Lettre ouverte à Michel le Bris, président à vie du Festival Etonnants Voyageurs


Du 26 au 28 mai 2007, j'étais l'un des invités du Festival Etonnants Voyageurs, à Saint-Malo. C'est un rendez-vous que j'aime bien car les auteurs viennent de loin et le public est disponible, curieux, pas protocolaire. Mais il se trouve que le grand timonier du Festival, Michel le Bris, a éprouvé le besoin, dans un débat public, de cracher sur mes livres. Dieu sait que ça n'est pas la première (ni la dernière) fois que ça m'arrive, le monde des lettres est familier de ces grattements d'ego. Une bonne ou une mauvaise critique, c'est notre lot commun. Mais Le Bris, en l'occurrence, était mon hôte et j'étais son invité. Là, nous ne sommes plus sur le registre ordinaire de l'intellocratie, nous sommes devant un manquement aux règles de la courtoisie. J'ai donc adressé à Michel la lettre suivante.



 

 Cher Michel Le Bris,

Tu m'as, voilà quelques mois, invité personnellement au Festival Étonnants Voyageurs en m'assurant, accessoirement, de « ton admiration ». La formule m'a semblé quelque peu fleurie mais l'invitation m'a fait plaisir car le public, à Saint-Malo, est d'une exceptionnelle qualité.

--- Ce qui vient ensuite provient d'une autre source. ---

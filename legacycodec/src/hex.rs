//
// Copyright 2017-2026 Hans W. Uhlig. All Rights Reserved.
//
// Licensed under the Apache License, Version 2.0 (the "License");
// you may not use this file except in compliance with the License.
// You may obtain a copy of the License at
//
//      http://www.apache.org/licenses/LICENSE-2.0
//
// Unless required by applicable law or agreed to in writing, software
// distributed under the License is distributed on an "AS IS" BASIS,
// WITHOUT WARRANTIES OR CONDITIONS OF ANY KIND, either express or implied.
// See the License for the specific language governing permissions and
// limitations under the License.
//


use crate::consts::{HEX_DIGITS, HEX_MARKER, LONG_HEX_MARKER, SIGN};
use crate::token::SignForm;
use std::borrow::Cow;

/// Rewrites every long form extended color (`§x§a§A§0§0§0§0`) to the short
/// form (`§#aA0000`).
///
/// Any mix of sign spellings is accepted inside one sequence. Partial long
/// forms are left untouched. Returns the input borrowed when nothing matched.
pub fn collapse_long_hex(text: &str, signs: SignForm) -> Cow<'_, str> {
    let mut result: Option<String> = None;
    let mut copied = 0;
    let mut at = 0;

    while at < text.len() {
        if let Some((end, digits)) = long_hex_at(text, at, signs) {
            let out = result.get_or_insert_with(|| String::with_capacity(text.len()));
            out.push_str(&text[copied..at]);
            out.push(SIGN);
            out.push(HEX_MARKER);
            out.push_str(&digits);
            copied = end;
            at = end;
        } else {
            at += text[at..].chars().next().map_or(1, char::len_utf8);
        }
    }

    match result {
        Some(mut out) => {
            out.push_str(&text[copied..]);
            Cow::Owned(out)
        }
        None => Cow::Borrowed(text),
    }
}

/// Matches a long form starting at `at`, returning its end and the six digits.
fn long_hex_at(text: &str, at: usize, signs: SignForm) -> Option<(usize, String)> {
    let mut pos = at + signs.sign_len(text, at)?;
    if !text[pos..].starts_with([LONG_HEX_MARKER, LONG_HEX_MARKER.to_ascii_uppercase()]) {
        return None;
    }
    pos += 1;

    let mut digits = String::with_capacity(HEX_DIGITS);
    for _ in 0..HEX_DIGITS {
        pos += signs.sign_len(text, pos)?;
        let digit = text[pos..].chars().next().filter(char::is_ascii_hexdigit)?;
        digits.push(digit);
        pos += 1;
    }
    Some((pos, digits))
}
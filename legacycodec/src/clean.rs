//
// Copyright 2017-2026 Hans W. Uhlig. All Rights Reserved.
//
// Licensed under the Apache License, Version 2.0 (the "License");
// you may not use this file except in compliance with the License.
// You may obtain a copy of the License at
//
//      http://www.apache.org/licenses/LICENSE-2.0
//
// Unless required by applicable law or agreed to in writing, software
// distributed under the License is distributed on an "AS IS" BASIS,
// WITHOUT WARRANTIES OR CONDITIONS OF ANY KIND, either express or implied.
// See the License for the specific language governing permissions and
// limitations under the License.
//


use crate::code::Edition;
use crate::consts::{ALT_SIGN, HEX_DIGITS, HEX_MARKER, SIGN};
use crate::hex::collapse_long_hex;
use crate::token::SignForm;
use tracing::{debug, instrument};

/// Sign, marker and six digits.
const SHORT_HEX_LEN: usize = 2 + HEX_DIGITS;

/// Removes every formatting sequence of either edition, leaving the literal
/// text.
///
/// The output holds no sign followed by a Java or Bedrock code character and
/// no extended color in either form.
#[instrument(skip_all)]
pub fn clean(text: &str) -> String {
    strip(text, |c| {
        Edition::Java.code(c).is_some() || Edition::Bedrock.code(c).is_some()
    })
}

/// Removes the formatting sequences of `edition` and every extended color,
/// leaving the literal text.
///
/// Codes that only exist in the other edition are kept, so `§g` survives a
/// Java clean. Use [`clean`] to strip both alphabets.
#[instrument(skip_all, fields(edition = ?edition))]
pub fn clean_edition(text: &str, edition: Edition) -> String {
    strip(text, |c| edition.code(c).is_some())
}

/// Single left-to-right pass keeping the output on a stack.
///
/// Removing a sequence can join an earlier sign with a later code character
/// (`§§aa`). Every sequence ends at the character that completes it, so it
/// is enough to test the top of the stack after each push: the characters
/// below never change once pushed. The result is a fixpoint.
fn strip(text: &str, is_code: impl Fn(char) -> bool) -> String {
    let normalized = collapse_long_hex(text, SignForm::Raw);
    let mut stack: Vec<char> = Vec::with_capacity(normalized.len());
    let mut removed = 0usize;

    for c in normalized.chars() {
        stack.push(c);
        let len = sequence_at_top(&stack, &is_code);
        if len > 0 {
            stack.truncate(stack.len() - len);
            removed += 1;
        }
    }

    debug!(removed, "cleaned");
    stack.into_iter().collect()
}

/// Length of the sequence ending at the top of `stack`, or zero.
///
/// A long form extended color always ends in a sign and a hex digit, which is
/// itself a color code, so it can never survive on the stack.
fn sequence_at_top(stack: &[char], is_code: impl Fn(char) -> bool) -> usize {
    if let Some(tail) = stack.len().checked_sub(SHORT_HEX_LEN).map(|at| &stack[at..]) {
        if is_sign(tail[0]) && tail[1] == HEX_MARKER && tail[2..].iter().all(char::is_ascii_hexdigit) {
            return SHORT_HEX_LEN;
        }
    }
    match stack {
        [.., sign, code] if is_sign(*sign) && is_code(*code) => 2,
        _ => 0,
    }
}

fn is_sign(c: char) -> bool {
    c == SIGN || c == ALT_SIGN
}
//
// Copyright 2017-2026 Hans W. Uhlig. All Rights Reserved.
//
// Licensed under the Apache License, Version 2.0 (the "License");
// you may not use this file except in compliance with the License.
// You may obtain a copy of the License at
//
//      http://www.apache.org/licenses/LICENSE-2.0
//
// Unless required by applicable law or agreed to in writing, software
// distributed under the License is distributed on an "AS IS" BASIS,
// WITHOUT WARRANTIES OR CONDITIONS OF ANY KIND, either express or implied.
// See the License for the specific language governing permissions and
// limitations under the License.
//


use crate::code::Edition;
use crate::consts::{DEFAULT_CSS_PREFIX, DEFAULT_MOTD_SIGN};

/// How a code is expressed in markup.
#[derive(Clone, Copy, Debug, Default, Eq, PartialEq, Hash)]
pub enum RenderMode {
    /// `style="..."` declarations.
    #[default]
    InlineStyle,
    /// `class="prefix-name"` tokens.
    CssClass,
}

/// HTML conversion settings.
#[derive(Clone, Debug, Eq, PartialEq)]
pub struct HtmlConfig {
    /// Code alphabet and merge semantics
    pub edition: Edition,
    /// Replace newlines with `<br />`
    pub line_break_element: bool,
    /// Inline styles or CSS classes
    pub render_mode: RenderMode,
    /// Prefix prepended to every CSS class name
    pub css_prefix: String,
    /// Drop wrappers holding only whitespace (the whitespace is kept)
    pub collapse_whitespace: bool,
}

impl HtmlConfig {
    /// Java Edition with inline styles
    pub fn inline_styles() -> HtmlConfig {
        HtmlConfig {
            edition: Edition::Java,
            line_break_element: false,
            render_mode: RenderMode::InlineStyle,
            css_prefix: DEFAULT_CSS_PREFIX.to_string(),
            collapse_whitespace: true,
        }
    }
    /// Java Edition with CSS classes
    pub fn css_classes() -> HtmlConfig {
        HtmlConfig {
            render_mode: RenderMode::CssClass,
            ..HtmlConfig::inline_styles()
        }
    }
    /// Bedrock Edition with inline styles
    pub fn bedrock() -> HtmlConfig {
        HtmlConfig {
            edition: Edition::Bedrock,
            ..HtmlConfig::inline_styles()
        }
    }

    pub fn with_edition(mut self, edition: Edition) -> HtmlConfig {
        self.edition = edition;
        self
    }

    pub fn with_line_breaks(mut self, line_break_element: bool) -> HtmlConfig {
        self.line_break_element = line_break_element;
        self
    }

    pub fn with_render_mode(mut self, render_mode: RenderMode) -> HtmlConfig {
        self.render_mode = render_mode;
        self
    }

    pub fn with_css_prefix(mut self, css_prefix: impl Into<String>) -> HtmlConfig {
        self.css_prefix = css_prefix.into();
        self
    }

    pub fn with_collapse_whitespace(mut self, collapse_whitespace: bool) -> HtmlConfig {
        self.collapse_whitespace = collapse_whitespace;
        self
    }
}

impl Default for HtmlConfig {
    fn default() -> Self {
        Self::inline_styles()
    }
}

/// MOTD transport encoding settings.
#[derive(Clone, Debug, Eq, PartialEq)]
pub struct MotdConfig {
    /// Text written in front of every code
    pub sign: String,
    /// Code alphabet
    pub edition: Edition,
    /// Keep extended colors; otherwise they are removed
    pub hex_colors: bool,
    /// Write extended colors in the per-digit long form
    pub long_hex: bool,
}

impl MotdConfig {
    /// Default sign, extended colors stripped
    pub fn new() -> MotdConfig {
        MotdConfig {
            sign: DEFAULT_MOTD_SIGN.to_string(),
            edition: Edition::Java,
            hex_colors: false,
            long_hex: false,
        }
    }

    pub fn with_sign(mut self, sign: impl Into<String>) -> MotdConfig {
        self.sign = sign.into();
        self
    }

    pub fn with_edition(mut self, edition: Edition) -> MotdConfig {
        self.edition = edition;
        self
    }

    pub fn with_hex_colors(mut self, hex_colors: bool) -> MotdConfig {
        self.hex_colors = hex_colors;
        self
    }

    /// Only applies while extended colors are kept.
    pub fn with_long_hex(mut self, long_hex: bool) -> MotdConfig {
        self.long_hex = long_hex;
        self
    }
}

impl Default for MotdConfig {
    fn default() -> Self {
        Self::new()
    }
}

#[cfg(test)]
mod tests {
    use super::*;

    #[test]
    fn test_html_presets() {
        let config = HtmlConfig::default();
        assert_eq!(config.edition, Edition::Java);
        assert_eq!(config.render_mode, RenderMode::InlineStyle);
        assert_eq!(config.css_prefix, "minecraft-formatted--");
        assert!(!config.line_break_element);

        let classes = HtmlConfig::css_classes().with_css_prefix("mc-motd--");
        assert_eq!(classes.render_mode, RenderMode::CssClass);
        assert_eq!(classes.css_prefix, "mc-motd--");

        assert_eq!(HtmlConfig::bedrock().edition, Edition::Bedrock);
    }

    #[test]
    fn test_motd_presets() {
        let config = MotdConfig::default();
        assert_eq!(config.sign, "\\u00A7");
        assert!(!config.hex_colors);

        let config = MotdConfig::new().with_sign("&").with_hex_colors(true);
        assert_eq!(config.sign, "&");
        assert!(config.hex_colors && !config.long_hex);

        let config = config.with_long_hex(true).with_hex_colors(false);
        assert!(!config.hex_colors && config.long_hex);
    }
}
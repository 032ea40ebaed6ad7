//
// Copyright 2017-2026 Hans W. Uhlig. All Rights Reserved.
//
// Licensed under the Apache License, Version 2.0 (the "License");
// you may not use this file except in compliance with the License.
// You may obtain a copy of the License at
//
//      http://www.apache.org/licenses/LICENSE-2.0
//
// Unless required by applicable law or agreed to in writing, software
// distributed under the License is distributed on an "AS IS" BASIS,
// WITHOUT WARRANTIES OR CONDITIONS OF ANY KIND, either express or implied.
// See the License for the specific language governing permissions and
// limitations under the License.
//


use std::time::Duration;

const PEM_BEGIN: &str = "-----BEGIN PUBLIC KEY-----";
const PEM_END: &str = "-----END PUBLIC KEY-----";
const PEM_WIDTH: usize = 65;

/// Default Votifier listener port.
pub const DEFAULT_PORT: u16 = 8192;

/// Default connect timeout.
pub const DEFAULT_TIMEOUT: Duration = Duration::from_secs(5);

/// Connection settings for a Votifier server.
#[derive(Clone, Debug, PartialEq, Eq)]
pub struct VotifierConfig {
    /// Base64 body of the server's public key, or a full PEM block.
    pub public_key: String,
    pub host: String,
    pub port: u16,
    /// Upper bound on connection establishment.
    pub timeout: Duration,
}

impl VotifierConfig {
    pub fn new(host: impl Into<String>, public_key: impl Into<String>) -> Self {
        Self {
            public_key: public_key.into(),
            host: host.into(),
            port: DEFAULT_PORT,
            timeout: DEFAULT_TIMEOUT,
        }
    }

    pub fn with_port(mut self, port: u16) -> Self {
        self.port = port;
        self
    }

    pub fn with_timeout(mut self, timeout: Duration) -> Self {
        self.timeout = timeout;
        self
    }

    /// `host:port` as used for logging and connection.
    pub fn endpoint(&self) -> String {
        format!("{}:{}", self.host, self.port)
    }

    /// Public key wrapped in a PEM envelope at 65 columns.
    ///
    /// A key already carrying the PEM header is returned unchanged.
    pub fn public_key_pem(&self) -> String {
        let key = self.public_key.trim();
        if key.starts_with(PEM_BEGIN) {
            return key.to_string();
        }
        let body: Vec<char> = key.chars().filter(|c| !c.is_whitespace()).collect();
        let lines: Vec<String> = body
            .chunks(PEM_WIDTH)
            .map(|line| line.iter().collect())
            .collect();
        format!("{}\n{}\n{}", PEM_BEGIN, lines.join("\n"), PEM_END)
    }
}

#[cfg(test)]
mod tests {
    use super::*;

    #[test]
    fn test_defaults() {
        let config = VotifierConfig::new("localhost", "KEY");
        assert_eq!(config.port, 8192);
        assert_eq!(config.timeout, DEFAULT_TIMEOUT);
        assert_eq!(config.endpoint(), "localhost:8192");
        assert_eq!(config.with_port(9000).endpoint(), "localhost:9000");
    }

    #[test]
    fn test_pem_wraps_at_65_columns() {
        let key = "A".repeat(130) + "BC";
        let pem = VotifierConfig::new("localhost", key).public_key_pem();
        let lines: Vec<&str> = pem.lines().collect();
        assert_eq!(lines.len(), 5);
        assert_eq!(lines[0], "-----BEGIN PUBLIC KEY-----");
        assert_eq!(lines[1].len(), 65);
        assert_eq!(lines[2].len(), 65);
        assert_eq!(lines[3], "BC");
        assert_eq!(lines[4], "-----END PUBLIC KEY-----");
    }

    #[test]
    fn test_pem_short_key() {
        let pem = VotifierConfig::new("localhost", "MIIB").public_key_pem();
        assert_eq!(pem, "-----BEGIN PUBLIC KEY-----\nMIIB\n-----END PUBLIC KEY-----");
    }

    #[test]
    fn test_pem_passthrough() {
        let full = "-----BEGIN PUBLIC KEY-----\nMIIB\n-----END PUBLIC KEY-----";
        assert_eq!(VotifierConfig::new("h", full).public_key_pem(), full);
    }
}
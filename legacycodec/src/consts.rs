//
// Copyright 2017-2026 Hans W. Uhlig. All Rights Reserved.
//
// Licensed under the Apache License, Version 2.0 (the "License");
// you may not use this file except in compliance with the License.
// You may obtain a copy of the License at
//
//      http://www.apache.org/licenses/LICENSE-2.0
//
// Unless required by applicable law or agreed to in writing, software
// distributed under the License is distributed on an "AS IS" BASIS,
// WITHOUT WARRANTIES OR CONDITIONS OF ANY KIND, either express or implied.
// See the License for the specific language governing permissions and
// limitations under the License.
//


/// Canonical sign character introducing a formatting code.
pub const SIGN: char = '§';

/// [`SIGN`] as a string slice.
pub const SIGN_STR: &str = "§";

/// Alternate ASCII sign accepted wherever the canonical sign is.
pub const ALT_SIGN: char = '&';

/// The alternate sign after HTML escaping.
pub const ESCAPED_ALT_SIGN: &str = "&amp;";

/// Marker following a sign for the short extended color form (`§#RRGGBB`).
pub const HEX_MARKER: char = '#';

/// Marker following a sign for the long extended color form (`§x§R§R§G§G§B§B`).
pub const LONG_HEX_MARKER: char = 'x';

/// Number of hex digits in an extended color.
pub const HEX_DIGITS: usize = 6;

/// Default prefix prepended to CSS class names.
pub const DEFAULT_CSS_PREFIX: &str = "minecraft-formatted--";

/// Default sign written by the MOTD encoder, as it appears in server status JSON.
pub const DEFAULT_MOTD_SIGN: &str = "\\u00A7";

/// Two character escape standing in for a newline in single line fields.
pub const ESCAPED_NEWLINE: &str = "\\n";

pub const CLOSE_TAG: &str = "</span>";

pub const LINE_BREAK: &str = "<br />";
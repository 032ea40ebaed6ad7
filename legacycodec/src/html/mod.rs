//
// Copyright 2017-2026 Hans W. Uhlig. All Rights Reserved.
//
// Licensed under the Apache License, Version 2.0 (the "License");
// you may not use this file except in compliance with the License.
// You may obtain a copy of the License at
//
//      http://www.apache.org/licenses/LICENSE-2.0
//
// Unless required by applicable law or agreed to in writing, software
// distributed under the License is distributed on an "AS IS" BASIS,
// WITHOUT WARRANTIES OR CONDITIONS OF ANY KIND, either express or implied.
// See the License for the specific language governing permissions and
// limitations under the License.
//


//! HTML conversion for both editions.

mod bedrock;
mod java;
mod writer;

use crate::code::Edition;
use crate::config::HtmlConfig;
use crate::escape::escape_html;
use crate::hex::collapse_long_hex;
use crate::token::{SignForm, Tokenizer};
use std::borrow::Cow;
use tracing::{debug, instrument};

/// Converts formatted text to HTML.
///
/// The text is HTML escaped first, long form extended colors are collapsed
/// (Java only), then the edition's engine substitutes every token in scan
/// order. The result never contains unbalanced or empty elements.
#[instrument(skip_all, fields(edition = ?config.edition, mode = ?config.render_mode))]
pub fn convert_to_html(text: &str, config: &HtmlConfig) -> String {
    let escaped = escape_html(text);
    let normalized = match config.edition {
        Edition::Java => collapse_long_hex(&escaped, SignForm::Escaped),
        Edition::Bedrock => Cow::Borrowed(escaped.as_ref()),
    };

    let tokens = Tokenizer::new(config.edition, SignForm::Escaped).tokenize(&normalized);
    debug!(tokens = tokens.len(), bytes = normalized.len(), "tokenized");

    match config.edition {
        Edition::Java => java::render(&normalized, &tokens, config),
        Edition::Bedrock => bedrock::render(&normalized, &tokens, config),
    }
}
use thiserror::Error;

/// Unified error type for git-bump operations
#[derive(Error, Debug)]
pub enum GitBumpError {
    #[error("invalid version: {0}")]
    InvalidVersion(String),

    #[error(
        "missing required message parameter\n\
         -----------------------------------\n\
         template:\n{template}\n\
         -----------------------------------\n\
         required:\n{}\n\
         -----------------------------------\n\
         missing: {missing}",
        .required.join(",")
    )]
    MissingRequiredField {
        template: String,
        required: Vec<String>,
        missing: String,
    },

    /// The tagged commit is not reachable while walking back from HEAD.
    #[error("commit not found: tagged commit is not reachable from HEAD")]
    CommitNotFound,

    #[error("no tag found in the history of the current branch")]
    TagNotFound,

    #[error("no commits found on the current branch")]
    NoCommits,

    #[error("Configuration error: {0}")]
    Config(String),

    #[error("Template error: {0}")]
    Template(String),

    #[error("Git operation failed: {0}")]
    Git(#[from] git2::Error),

    #[error("I/O error: {0}")]
    Io(#[from] std::io::Error),
}

/// Convenience type alias for Results in git-bump
pub type Result<T> = std::result::Result<T, GitBumpError>;

impl GitBumpError {
    /// Create an invalid version error for the given input
    pub fn invalid_version(msg: impl Into<String>) -> Self {
        GitBumpError::InvalidVersion(msg.into())
    }

    /// Create a configuration error with context
    pub fn config(msg: impl Into<String>) -> Self {
        GitBumpError::Config(msg.into())
    }

    /// Create a template error with context
    pub fn template(msg: impl Into<String>) -> Self {
        GitBumpError::Template(msg.into())
    }

    /// Whether this error only means "nothing changed since the last release".
    pub fn is_benign(&self) -> bool {
        matches!(self, GitBumpError::CommitNotFound)
    }
}
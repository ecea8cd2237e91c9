//! Pure formatting functions for UI output.
//!
//! This module contains all display/formatting logic separated from user interaction.
//! Colours are dropped automatically when the stream is not a terminal.

use console::style;

use crate::boundary::BoundaryWarning;

const SUMMARY_WIDTH: usize = 60;
const MAX_LISTED_COMMITS: usize = 10;

/// Format and print an error message in red.
pub fn display_error(message: &str) {
    eprintln!("{} {}", style("ERROR:").red().for_stderr(), message);
}

/// Format and print a success message with green checkmark.
pub fn display_success(message: &str) {
    println!("{} {}", style("✓").green(), message);
}

/// Format and print a status message with yellow arrow.
pub fn display_status(message: &str) {
    println!("{} {}", style("→").yellow(), message);
}

/// Display a boundary warning to the user.
///
/// Shows a yellow warning icon followed by the warning message.
///
/// # Arguments
/// * `warning` - The boundary warning to display
pub fn display_boundary_warning(warning: &BoundaryWarning) {
    eprintln!("{} {}", style("⚠ WARNING:").yellow().for_stderr(), warning);
}

/// Display the unreleased commits since a tag.
///
/// Shows the first line of up to 10 commits; the remainder is summarised.
///
/// # Arguments
/// * `messages` - Commit messages, newest first
/// * `latest_tag` - The tag the commits were counted from
pub fn display_commits(messages: &[String], latest_tag: &str) {
    println!(
        "\n{}",
        style(format!("{} commits since '{}'", messages.len(), latest_tag)).bold()
    );

    for (i, message) in messages.iter().take(MAX_LISTED_COMMITS).enumerate() {
        println!("  {}. {}", i + 1, summarize(message));
    }

    if messages.len() > MAX_LISTED_COMMITS {
        println!("  ... and {} more commits", messages.len() - MAX_LISTED_COMMITS);
    }
}

/// First line of a message, cut to a display width on a char boundary.
pub fn summarize(message: &str) -> String {
    let first_line = message.lines().next().unwrap_or_default();
    if first_line.chars().count() > SUMMARY_WIDTH {
        let cut: String = first_line.chars().take(SUMMARY_WIDTH).collect();
        format!("{}…", cut)
    } else {
        first_line.to_string()
    }
}
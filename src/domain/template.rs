//! Commit message templates
//!
//! A template is free text with `{{.Name}}` placeholders, e.g.
//! `{{.Type}}({{.Scope}}): {{.Message}}`. It is tokenised once into literal
//! and placeholder segments; the literal following a placeholder is the
//! separator used to find where that placeholder's value ends.

use crate::error::{GitBumpError, Result};
use indexmap::IndexMap;

const OPEN: &str = "{{.";
const CLOSE: &str = "}}";

/// One piece of a tokenised template
#[derive(Debug, Clone, PartialEq, Eq)]
pub enum Segment {
    Literal(String),
    Placeholder(String),
}

/// A placeholder together with the literal text that follows it
#[derive(Debug, Clone, Copy, PartialEq, Eq)]
pub struct Field<'a> {
    pub name: &'a str,
    /// Empty when the placeholder ends the template or is directly followed
    /// by another placeholder
    pub separator: &'a str,
}

/// Tokenised commit message template
#[derive(Debug, Clone, PartialEq, Eq)]
pub struct Template {
    source: String,
    segments: Vec<Segment>,
}

impl Template {
    /// Tokenise a template string
    ///
    /// Text that looks like the start of a placeholder but is not a complete
    /// `{{.Name}}` marker stays literal.
    ///
    /// # Returns
    /// * `Ok(Template)` - Tokenised template
    /// * `Err` - If the same placeholder name appears twice
    pub fn parse(source: &str) -> Result<Self> {
        let mut segments = Vec::new();
        let mut literal = String::new();
        let mut rest = source;

        while let Some(start) = rest.find(OPEN) {
            let after_open = &rest[start + OPEN.len()..];
            let name_len = after_open
                .find(|c: char| !is_word_char(c))
                .unwrap_or(after_open.len());
            let name = &after_open[..name_len];

            if name.is_empty() || !after_open[name_len..].starts_with(CLOSE) {
                literal.push_str(&rest[..start + OPEN.len()]);
                rest = after_open;
                continue;
            }

            literal.push_str(&rest[..start]);
            if !literal.is_empty() {
                segments.push(Segment::Literal(std::mem::take(&mut literal)));
            }

            let duplicate = segments
                .iter()
                .any(|s| matches!(s, Segment::Placeholder(existing) if existing == name));
            if duplicate {
                return Err(GitBumpError::template(format!(
                    "placeholder '{}' appears more than once in template",
                    name
                )));
            }
            segments.push(Segment::Placeholder(name.to_string()));

            rest = &after_open[name_len + CLOSE.len()..];
        }

        literal.push_str(rest);
        if !literal.is_empty() {
            segments.push(Segment::Literal(literal));
        }

        Ok(Template {
            source: source.to_string(),
            segments,
        })
    }

    pub fn source(&self) -> &str {
        &self.source
    }

    pub fn segments(&self) -> &[Segment] {
        &self.segments
    }

    /// Placeholder names in template order
    pub fn placeholders(&self) -> impl Iterator<Item = &str> {
        self.segments.iter().filter_map(|s| match s {
            Segment::Placeholder(name) => Some(name.as_str()),
            Segment::Literal(_) => None,
        })
    }

    /// Placeholders paired with their separators, in template order
    pub fn fields(&self) -> Vec<Field<'_>> {
        self.segments
            .iter()
            .enumerate()
            .filter_map(|(idx, segment)| match segment {
                Segment::Placeholder(name) => {
                    let separator = match self.segments.get(idx + 1) {
                        Some(Segment::Literal(text)) => text.as_str(),
                        _ => "",
                    };
                    Some(Field { name, separator })
                }
                Segment::Literal(_) => None,
            })
            .collect()
    }

    /// Substitute placeholders with values; unknown fields render empty
    pub fn render(&self, values: &IndexMap<String, String>) -> String {
        self.segments
            .iter()
            .map(|segment| match segment {
                Segment::Literal(text) => text.as_str(),
                Segment::Placeholder(name) => values.get(name).map_or("", String::as_str),
            })
            .collect()
    }
}

fn is_word_char(c: char) -> bool {
    c.is_ascii_alphanumeric() || c == '_'
}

Je m'y suis donc rendu de bon cœur et ai assuré les rencontres prévues devant des salles chaleureuses et vivantes. Et, sur le stand de la Droguerie de Marine, toujours aussi convivial, j'ai eu la joie de parler longuement avec une foule de lecteurs. Ce sont des moments précieux.

Mais j'ai découvert dans Ouest-France, hier matin, donc en plein Festival, de quelle manière tu m'injuriais, expédiant publiquement avec la dernière grossièreté ma personne et mon œuvre. Je ne puis laisser passer cela. Pour trois raisons.

La première est que j'aime les gens courtois, que j'essaie, pour ma part, de m'y tenir, et que j'exige d'autrui la même politesse. Quand j'invite quelqu'un, je ne l'insulte pas sous mon toit, ni d'ailleurs sur le trottoir. Je ne te demande pas d'aimer mes livres, je serais très surpris que l'humour soit ton registre, mais je te demande un peu de savoir vivre.

La deuxième est que tu cèdes à une étrange confusion des genres. Tu es l'organisateur d'un festival, mais tu sièges dans tous les jurys, tu décernes les couronnes et, finalement, la seule palme qui vaille, c'est à toi que tu l'accordes. Imaginerait-on que M. Jacob, à Cannes, crache sur les films de la sélection, préside les débats, et s'érige en arbitre suprême ? C'est ce que tu pratiques. Voilà vingt cinq ans, mon ami Patrick Rotman et moi avons écrit Les Intellocrates où nous raillions les cumulards, ces intellos parisiens qui, tout à la fois, écrivent les livres, les éditent, les critiquent, leur décernent des prix, et touchent les dividendes trébuchants de cette omniprésence. Je suis un farouche partisan de la décentralisation. Mais j'aurais bien aimé que les cumulards restent à Paris et qu'un minimum de déontologie gagne la république des lettres.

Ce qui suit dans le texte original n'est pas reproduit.